MNRP://SYSTEM_DOCS |
Releases GitHub

Request Runner and Repeater

EXECUTE_DOWNLOAD SOURCE_CODE

Why the runner matters

The runner is the bridge between observing traffic and actively validating behavior.

Instead of exporting a request into another tool just to test a basic hypothesis, you can stay in minirep and run controlled variants against a live request.

Baseline-first workflow

The runner starts by building a baseline response.

That baseline gives you:

  • status
  • size
  • body hash
  • cache summary

From there, every variant is easier to interpret because you are comparing against something concrete instead of relying on memory.

Variant presets

The built-in presets focus on fast, high-signal changes:

  • auth stripped
  • method override headers
  • method tunneling through _method
  • header pollution
  • client IP spoof headers
  • path confusion
  • parameter duplication

These are intentionally practical variants, not random fuzz.

Boundary diff

Boundary diff is one of the highest-value workflows in the runner.

When you multi-select requests for the same endpoint, minirep can reuse auth-like header sets from those requests and compare results against the baseline.
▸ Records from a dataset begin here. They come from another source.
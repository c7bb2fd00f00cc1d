mod common;

use actix_web::{test, App};
use afterward_server::api;
use chrono::DateTime;

#[actix_web::test]
async fn test_health_check() {
    let app = test::init_service(App::new().app_data(common::state()).configure(api::configure)).await;

    let req = test::TestRequest::get().uri("/health").to_request();
    let resp = test::call_service(&app, req).await;
    assert!(resp.status().is_success());

    let json: serde_json::Value = test::read_body_json(resp).await;
    assert_eq!(json["status"], "healthy");
    assert_eq!(json["generation"], "offline");
    assert_eq!(json["storage"], "memory");
    assert!(DateTime::parse_from_rfc3339(json["timestamp"].as_str().unwrap()).is_ok());
}
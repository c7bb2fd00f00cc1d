//! Canned artifacts served when no text generator is configured.
//!
//! Every payload here passes the same shape validation as live output, and
//! none of them depend on the caller's input.

use super::types::{
    DualPathSimulation, Flashcard, FlashcardSet, Likelihood, PathType, Phase, Question, TimelineSimulation,
};

pub fn questions() -> Vec<Question> {
    vec![
        Question::multiple_choice(
            "What is the primary driver for this decision?",
            &[
                "Financial Freedom",
                "Passion/Purpose",
                "Escaping current situation",
                "External Pressure",
                "Curiosity",
            ],
        ),
        Question::text("What is your biggest fear about saying YES?"),
        Question::scale("How confident do you feel right now? (1 = Terrified, 10 = Ready)"),
        Question::multiple_choice(
            "What would you regret more in 10 years?",
            &["Doing it and failing", "Never trying at all", "Burning bridges", "Losing money"],
        ),
    ]
}

fn phase(title: &str, emoji: &str, time_label: &str, feeling: &str, summary: &str, details: [&str; 2]) -> Phase {
    Phase {
        title: title.to_string(),
        emoji: emoji.to_string(),
        time_label: time_label.to_string(),
        feeling: feeling.to_string(),
        short_summary: summary.to_string(),
        details: details.iter().map(|d| d.to_string()).collect(),
    }
}

pub fn simulation() -> DualPathSimulation {
    DualPathSimulation {
        path_a: TimelineSimulation {
            path_type: PathType::Go,
            path_title: "If You Go".to_string(),
            phases: vec![
                phase(
                    "The Plunge",
                    "🌊",
                    "Now",
                    "shock and awe",
                    "The water is colder than you thought. You gasp, but you're swimming.",
                    ["Deleting the old apps from your phone", "That first awkward dinner conversation"],
                ),
                phase(
                    "The Grind",
                    "🧗",
                    "3 months",
                    "exhausted determination",
                    "The novelty has worn off. Now it's just work. You miss your old comfort zone.",
                    ["Checking your bank account nervously", "Questioning if you have what it takes"],
                ),
                phase(
                    "The Breakthrough",
                    "💡",
                    "1 year",
                    "steady competence",
                    "You aren't the new person anymore. You have scars, but you have skills.",
                    ["Teaching someone else how to do it", "Sleeping soundly for the first time"],
                ),
                phase(
                    "The Transformation",
                    "🦋",
                    "3 years",
                    "integrated wholeness",
                    "You can't imagine fitting into your old life. It feels like a skin you shed.",
                    ["Laughing at your old fears", "Planning the next big leap"],
                ),
            ],
        },
        path_b: TimelineSimulation {
            path_type: PathType::Stay,
            path_title: "If You Stay".to_string(),
            phases: vec![
                phase(
                    "The Relief",
                    "🛋️",
                    "Now",
                    "safe but heavy",
                    "You close the door on the opportunity. It's safe here. Warm.",
                    ["Ordering the usual take-out", "Ignoring the nagging voice in your head"],
                ),
                phase(
                    "The Itch",
                    "🐜",
                    "3 months",
                    "restless irritation",
                    "Everything is fine. Just fine. Why does that make you want to scream?",
                    ["Snapping at a coworker for no reason", "Doomscrolling until 2am"],
                ),
                phase(
                    "The Resignation",
                    "😐",
                    "1 year",
                    "numb acceptance",
                    "You've convinced yourself it was for the best. The dream feels childish now.",
                    ["Deleting the bookmark folder", "Focusing entirely on the weekend"],
                ),
                phase(
                    "The Hollow",
                    "🕳️",
                    "3 years",
                    "quiet regret",
                    "You see someone else take that leap. You feel a pang in your chest that doesn't go away.",
                    ["Wondering 'what if' during your commute", "Feeling older than you are"],
                ),
            ],
        },
    }
}

fn card(path_type: PathType, content: &str, category: &str, likelihood: Likelihood, before: &str, after: &str) -> Flashcard {
    Flashcard {
        content: content.to_string(),
        path_type,
        category: category.to_string(),
        likelihood,
        emoji_before: before.to_string(),
        emoji_after: after.to_string(),
    }
}

pub fn flashcards() -> FlashcardSet {
    use Likelihood::{High, Low, Medium};
    use PathType::{Go, Stay};

    FlashcardSet {
        go_flashcards: vec![
            card(Go, "You run out of savings in month 4 and have to ask your parents for a loan.", "financial", Medium, "💸", "😖"),
            card(Go, "You realize you miss the routine you used to complain about every day.", "emotional", High, "🏠", "😢"),
            card(
                Go,
                "Your old friends stop inviting you out because you're 'too busy' or 'too different'.",
                "relationships",
                Medium,
                "📱",
                "🔕",
            ),
            card(Go, "A year in, you catch yourself wondering who you were trying to prove wrong.", "identity", Low, "🪞", "😶"),
        ],
        stay_flashcards: vec![
            card(Stay, "You see a LinkedIn update that someone else launched your idea.", "identity", Low, "👀", "💔"),
            card(Stay, "Ten years pass and you realize you never left your hometown.", "time", High, "⏳", "🕸️"),
            card(
                Stay,
                "You become bitter towards people who took risks, calling them 'lucky'.",
                "emotional",
                Medium,
                "😒",
                "😠",
            ),
            card(Stay, "The raise you stayed for arrives, and it buys nothing you actually wanted.", "financial", Medium, "💰", "😑"),
        ],
    }
}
This helps you validate questions like:

  • does the same endpoint behave differently under different auth context?
  • are tenant boundaries consistent?
  • is there suspicious overlap between responses?

Negative cache probes

The cache probe set adds headers and path variants that are often interesting for cache-behavior review.
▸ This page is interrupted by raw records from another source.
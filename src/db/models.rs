use std::fmt;
use std::str::FromStr;

use chrono::{DateTime, Utc};
use serde::{Deserialize, Serialize};
use sqlx::FromRow;
use uuid::Uuid;

use crate::error::AppError;
use crate::generation::decode::MIN_PHASES;
use crate::generation::{
    validate_decision_text, DualPathSimulation, Flashcard, FlashcardSet, PathType, QuestionAnswer, TimelineSimulation,
};
use crate::quota::Usage;

pub const DEFAULT_STATUS: &str = "active";
pub const MANUAL_CHECK_IN_PROMPT: &str = "Manual Check-in";

#[derive(Debug, Clone, Copy, PartialEq, Eq, Serialize, Deserialize)]
#[serde(rename_all = "lowercase")]
pub enum UserChoice {
    Go,
    Stay,
    Undecided,
}

impl UserChoice {
    pub fn as_str(&self) -> &'static str {
        match self {
            UserChoice::Go => "go",
            UserChoice::Stay => "stay",
            UserChoice::Undecided => "undecided",
        }
    }
}

impl fmt::Display for UserChoice {
    fn fmt(&self, f: &mut fmt::Formatter<'_>) -> fmt::Result {
        f.write_str(self.as_str())
    }
}

impl FromStr for UserChoice {
    type Err = String;

    fn from_str(s: &str) -> Result<Self, Self::Err> {
        match s {
            "go" => Ok(UserChoice::Go),
            "stay" => Ok(UserChoice::Stay),
            "undecided" => Ok(UserChoice::Undecided),
            other => Err(format!("unknown choice: {}", other)),
        }
    }
}

#[derive(Debug, Clone, Serialize, Deserialize, FromRow)]
pub struct User {
    pub id: Uuid,
    pub external_id: String,
    pub email: Option<String>,
    pub unlimited: bool,
    pub daily_decision_count: i32,
    pub monthly_decision_count: i32,
    pub last_daily_reset: DateTime<Utc>,
    pub last_monthly_reset: DateTime<Utc>,
    pub created_at: DateTime<Utc>,
    pub updated_at: DateTime<Utc>,
}

impl User {
    pub fn new(external_id: String, email: Option<String>) -> Self {
        let now = Utc::now();
        Self {
            id: Uuid::new_v4(),
            external_id,
            email,
            unlimited: false,
            daily_decision_count: 0,
            monthly_decision_count: 0,
            last_daily_reset: now,
            last_monthly_reset: now,
            created_at: now,
            updated_at: now,
        }
    }

    pub fn usage(&self) -> Usage {
        Usage {
            unlimited: self.unlimited,
            daily_count: self.daily_decision_count.max(0) as u32,
            monthly_count: self.monthly_decision_count.max(0) as u32,
            last_daily_reset: self.last_daily_reset,
            last_monthly_reset: self.last_monthly_reset,
        }
    }

    pub fn apply_usage(&mut self, usage: &Usage) {
        self.daily_decision_count = i32::try_from(usage.daily_count).unwrap_or(i32::MAX);
        self.monthly_decision_count = i32::try_from(usage.monthly_count).unwrap_or(i32::MAX);
        self.last_daily_reset = usage.last_daily_reset;
        self.last_monthly_reset = usage.last_monthly_reset;
        self.updated_at = Utc::now();
    }
}

/// Everything needed to persist a finished session.
#[derive(Debug, Clone, PartialEq, Eq)]
pub struct NewDecision {
    pub query: String,
    pub choice: UserChoice,
    pub answers: Vec<QuestionAnswer>,
    pub simulation: DualPathSimulation,
    pub flashcards: FlashcardSet,
}

impl NewDecision {
    pub fn validate(&self) -> crate::Result<()> {
        validate_decision_text(&self.query)?;

        for (i, answer) in self.answers.iter().enumerate() {
            if answer.order as usize != i + 1 {
                return Err(AppError::ValidationError(
                    "Answers must be ordered 1..N in the order they were given".into(),
                ));
            }
        }

        for path in PathType::BOTH {
            let timeline = self.simulation.path(path);
            if timeline.path_type != path {
                return Err(AppError::ValidationError(format!("Expected a {} simulation path", path)));
            }
            if timeline.phases.len() < MIN_PHASES {
                return Err(AppError::ValidationError(format!(
                    "The {} path needs at least {} phases",
                    path, MIN_PHASES
                )));
            }

            let side = self.flashcards.side(path);
            if side.is_empty() {
                return Err(AppError::ValidationError(format!("At least one {} flashcard is required", path)));
            }
            if side.iter().any(|c| c.path_type != path) {
                return Err(AppError::ValidationError(format!("Flashcard in the {} group has the wrong path", path)));
            }
        }

        Ok(())
    }
}

/// A flashcard with its 1-based position within its path group.
#[derive(Debug, Clone, PartialEq, Eq, Serialize, Deserialize)]
pub struct FlashcardRecord {
    pub order: u32,
    #[serde(flatten)]
    pub card: Flashcard,
}

#[derive(Debug, Clone, PartialEq, Eq, Serialize, Deserialize, FromRow)]
#[serde(rename_all = "camelCase")]
pub struct CheckIn {
    pub id: Uuid,
    pub decision_id: Uuid,
    pub prompt: Option<String>,
    pub response: String,
    pub scheduled_for: Option<DateTime<Utc>>,
    pub completed_at: Option<DateTime<Utc>>,
    pub created_at: DateTime<Utc>,
}

impl CheckIn {
    pub fn manual(decision_id: Uuid, response: String) -> Self {
        let now = Utc::now();
        Self {
            id: Uuid::new_v4(),
            decision_id,
            prompt: Some(MANUAL_CHECK_IN_PROMPT.to_string()),
            response,
            scheduled_for: Some(now),
            completed_at: Some(now),
            created_at: now,
        }
    }
}

/// The full decision aggregate. Check-ins are newest first.
#[derive(Debug, Clone, PartialEq, Eq, Serialize, Deserialize)]
#[serde(rename_all = "camelCase")]
pub struct Decision {
    pub id: Uuid,
    pub query: String,
    pub user_choice: Option<UserChoice>,
    pub status: String,
    pub created_at: DateTime<Utc>,
    pub question_answers: Vec<QuestionAnswer>,
    pub simulations: Vec<TimelineSimulation>,
    pub flashcards: Vec<FlashcardRecord>,
    pub check_ins: Vec<CheckIn>,
}

impl Decision {
    pub fn from_new(id: Uuid, created_at: DateTime<Utc>, new: NewDecision) -> Self {
        let flashcards = PathType::BOTH
            .iter()
            .flat_map(|path| {
                new.flashcards
                    .side(*path)
                    .iter()
                    .enumerate()
                    .map(|(i, card)| FlashcardRecord { order: i as u32 + 1, card: card.clone() })
                    .collect::<Vec<_>>()
            })
            .collect();

        Self {
            id,
            query: new.query,
            user_choice: Some(new.choice),
            status: DEFAULT_STATUS.to_string(),
            created_at,
            question_answers: new.answers,
            simulations: vec![new.simulation.path_a, new.simulation.path_b],
            flashcards,
            check_ins: Vec::new(),
        }
    }

    pub fn simulation(&self, path: PathType) -> Option<&TimelineSimulation> {
        self.simulations.iter().find(|s| s.path_type == path)
    }

    /// Regroup the stored flashcards by path, in display order.
    pub fn flashcard_set(&self) -> FlashcardSet {
        let side = |path: PathType| {
            let mut cards: Vec<&FlashcardRecord> = self.flashcards.iter().filter(|r| r.card.path_type == path).collect();
            cards.sort_by_key(|r| r.order);
            cards.into_iter().map(|r| r.card.clone()).collect()
        };
        FlashcardSet {
            go_flashcards: side(PathType::Go),
            stay_flashcards: side(PathType::Stay),
        }
    }

    pub fn summary(&self) -> DecisionSummary {
        DecisionSummary {
            id: self.id,
            query: self.query.clone(),
            user_choice: self.user_choice,
            status: self.status.clone(),
            created_at: self.created_at,
            most_recent_check_in: self.check_ins.first().cloned(),
        }
    }
}

#[derive(Debug, Clone, PartialEq, Eq, Serialize, Deserialize)]
#[serde(rename_all = "camelCase")]
pub struct DecisionSummary {
    pub id: Uuid,
    pub query: String,
    pub user_choice: Option<UserChoice>,
    pub status: String,
    pub created_at: DateTime<Utc>,
    pub most_recent_check_in: Option<CheckIn>,
}

#[cfg(test)]
mod tests {
    use super::*;
    use crate::generation::fallback;

    fn sample() -> NewDecision {
        NewDecision {
            query: "Should I quit my job to start a bakery?".into(),
            choice: UserChoice::Go,
            answers: vec![
                QuestionAnswer { question: "Why?".into(), answer: "Bread".into(), order: 1 },
                QuestionAnswer { question: "Fear?".into(), answer: "Money".into(), order: 2 },
            ],
            simulation: fallback::simulation(),
            flashcards: fallback::flashcards(),
        }
    }

    #[test]
    fn test_valid_decision() {
        assert!(sample().validate().is_ok());
    }

    #[test]
    fn test_answer_orders_must_be_contiguous() {
        let mut d = sample();
        d.answers[1].order = 3;
        assert!(matches!(d.validate(), Err(AppError::ValidationError(_))));
    }

    #[test]
    fn test_flashcard_side_required() {
        let mut d = sample();
        d.flashcards.stay_flashcards.clear();
        assert!(d.validate().is_err());
    }

    #[test]
    fn test_query_bounds() {
        let mut d = sample();
        d.query = "hm".into();
        assert!(d.validate().is_err());
    }

    #[test]
    fn test_from_new_numbers_cards_per_path() {
        let decision = Decision::from_new(Uuid::new_v4(), Utc::now(), sample());
        let go: Vec<u32> = decision
            .flashcards
            .iter()
            .filter(|r| r.card.path_type == PathType::Go)
            .map(|r| r.order)
            .collect();
        assert_eq!(go, vec![1, 2, 3, 4]);
        assert_eq!(decision.flashcard_set(), fallback::flashcards());
        assert_eq!(decision.status, "active");
        assert_eq!(decision.simulation(PathType::Stay), Some(&fallback::simulation().path_b));
    }

    #[test]
    fn test_flashcard_record_is_flat_on_the_wire() {
        let decision = Decision::from_new(Uuid::new_v4(), Utc::now(), sample());
        let value = serde_json::to_value(&decision).unwrap();
        let first = &value["flashcards"][0];
        assert_eq!(first["order"], 1);
        assert_eq!(first["pathType"], "go");
        assert!(first.get("card").is_none());
        assert!(value.get("questionAnswers").is_some());
    }

    #[test]
    fn test_usage_round_trip() {
        let mut user = User::new("user_1".into(), None);
        let mut usage = user.usage();
        usage.daily_count = 2;
        usage.monthly_count = 4;
        user.apply_usage(&usage);
        assert_eq!(user.daily_decision_count, 2);
        assert_eq!(user.usage(), usage);
    }
}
The output helps you spot:

  • response variance
  • hash changes
  • cache summary changes

This is especially useful when paired with Extractor cache findings.

Payload packs

Payload packs help stage fast validation against a chosen parameter:

  • IDOR
  • SSRF
  • SQLi
  • XSS

These are useful when you already know which parameter matters and want quick structured attempts without manually rewriting every request by hand.

Result interpretation

Runner output shows:

  • variant label
  • signal label
  • status
  • timing
  • size
  • body hash
  • diff summary
  • cache summary

The signal layer helps compress the readout into outcomes such as:

  • auth bypass
  • boundary enforced
  • boundary changed
  • cache variance
  • method accepted
  • input impact

Where the runner fits

The runner is ideal for:

  • quick replay
  • variant testing
  • auth boundary comparison
  • response comparison with minimal context switching

When you need heavier proxy-side manipulation or larger manual exploitation workflows, that is where a tool like Burp typically takes over.